━━ Available data ━━

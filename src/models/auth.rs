// src/models/auth.rs

use chrono::{DateTime, Utc};
use serde::{Deserialize, Serialize};
use sqlx::FromRow;
use utoipa::ToSchema;
use validator::{Validate, ValidationError};

use crate::services::access_policy::Role;

// Representa um usuário vindo do banco de dados.
// O papel fica como String crua: quem interpreta (e nega o que não conhece)
// é a política de acesso, nunca o model.
#[derive(Debug, Clone, Serialize, FromRow, ToSchema)]
#[serde(rename_all = "camelCase")]
pub struct User {
    pub id: i32,

    #[schema(example = "Maria Souza")]
    pub name: String,

    #[schema(example = "maria@oficina.com")]
    pub email: String,

    #[serde(skip_serializing)] // IMPORTANTE para segurança
    #[schema(ignore)]
    pub password_hash: String,

    #[schema(example = "technician")]
    pub role: String,

    pub branch_id: Option<i32>,

    pub created_at: DateTime<Utc>,
    pub updated_at: DateTime<Utc>,
}

// Dados para login
#[derive(Debug, Deserialize, Validate, ToSchema)]
pub struct LoginPayload {
    #[validate(email(message = "O e-mail fornecido é inválido."))]
    #[schema(example = "maria@oficina.com")]
    pub email: String,

    #[validate(length(min = 6, message = "A senha deve ter no mínimo 6 caracteres."))]
    pub password: String,
}

// Resposta de autenticação: token + usuário (o frontend guarda os dois)
#[derive(Debug, Serialize, ToSchema)]
pub struct AuthResponse {
    pub token: String,
    pub user: User,
}

// Estrutura de dados ("claims") dentro do JWT
#[derive(Debug, Serialize, Deserialize)]
pub struct Claims {
    pub sub: i32,   // Subject (ID do usuário)
    pub exp: usize, // Expiration time (quando o token expira)
    pub iat: usize, // Issued At (quando o token foi criado)
}

// Criação de usuário (ação de administrador, não auto-registro)
#[derive(Debug, Deserialize, Validate, ToSchema)]
#[serde(rename_all = "camelCase")]
pub struct CreateUserPayload {
    #[validate(length(min = 1, message = "O nome é obrigatório."))]
    pub name: String,

    #[validate(email(message = "O e-mail fornecido é inválido."))]
    pub email: String,

    #[validate(length(min = 6, message = "A senha deve ter no mínimo 6 caracteres."))]
    pub password: String,

    #[validate(custom(function = "validate_role"))]
    #[schema(example = "receptionist")]
    pub role: String,

    pub branch_id: Option<i32>,
}

// Atualização parcial: só os campos enviados são trocados.
#[derive(Debug, Deserialize, Validate, ToSchema)]
#[serde(rename_all = "camelCase")]
pub struct UpdateUserPayload {
    #[validate(length(min = 1, message = "O nome não pode ficar vazio."))]
    pub name: Option<String>,

    #[validate(email(message = "O e-mail fornecido é inválido."))]
    pub email: Option<String>,

    // Senha só é re-hasheada se vier preenchida.
    #[validate(length(min = 6, message = "A senha deve ter no mínimo 6 caracteres."))]
    pub password: Option<String>,

    pub role: Option<String>,

    pub branch_id: Option<i32>,
}

impl UpdateUserPayload {
    // O validator não roda custom em Option, então validamos o papel à mão.
    pub fn validate_role_if_present(&self) -> Result<(), ValidationError> {
        match &self.role {
            Some(role) => validate_role(role),
            None => Ok(()),
        }
    }
}

fn validate_role(role: &str) -> Result<(), ValidationError> {
    if Role::parse(role).is_some() {
        return Ok(());
    }
    let mut err = ValidationError::new("unknown_role");
    err.message = Some("Papel desconhecido.".into());
    Err(err)
}

#[cfg(test)]
mod tests {
    use super::*;

    #[test]
    fn rejeita_papel_desconhecido_na_criacao() {
        let payload: CreateUserPayload = serde_json::from_value(serde_json::json!({
            "name": "Fulano",
            "email": "fulano@oficina.com",
            "password": "segredo1",
            "role": "hacker"
        }))
        .unwrap();
        assert!(payload.validate().is_err());
    }

    #[test]
    fn aceita_todos_os_papeis_enumerados() {
        for role in [
            "super_admin",
            "admin",
            "manager",
            "branch_manager",
            "cashier",
            "technician",
            "accountant",
            "receptionist",
        ] {
            assert!(validate_role(role).is_ok(), "papel {} deveria ser aceito", role);
        }
    }

    #[test]
    fn atualizacao_sem_papel_passa_na_checagem_manual() {
        let payload: UpdateUserPayload =
            serde_json::from_value(serde_json::json!({ "name": "Novo Nome" })).unwrap();
        assert!(payload.validate_role_if_present().is_ok());
    }
}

━━━

**How to complete this task**
Only one thing belongs in the answer: the number of lines of the data that contain the string "token".

**Output below**
4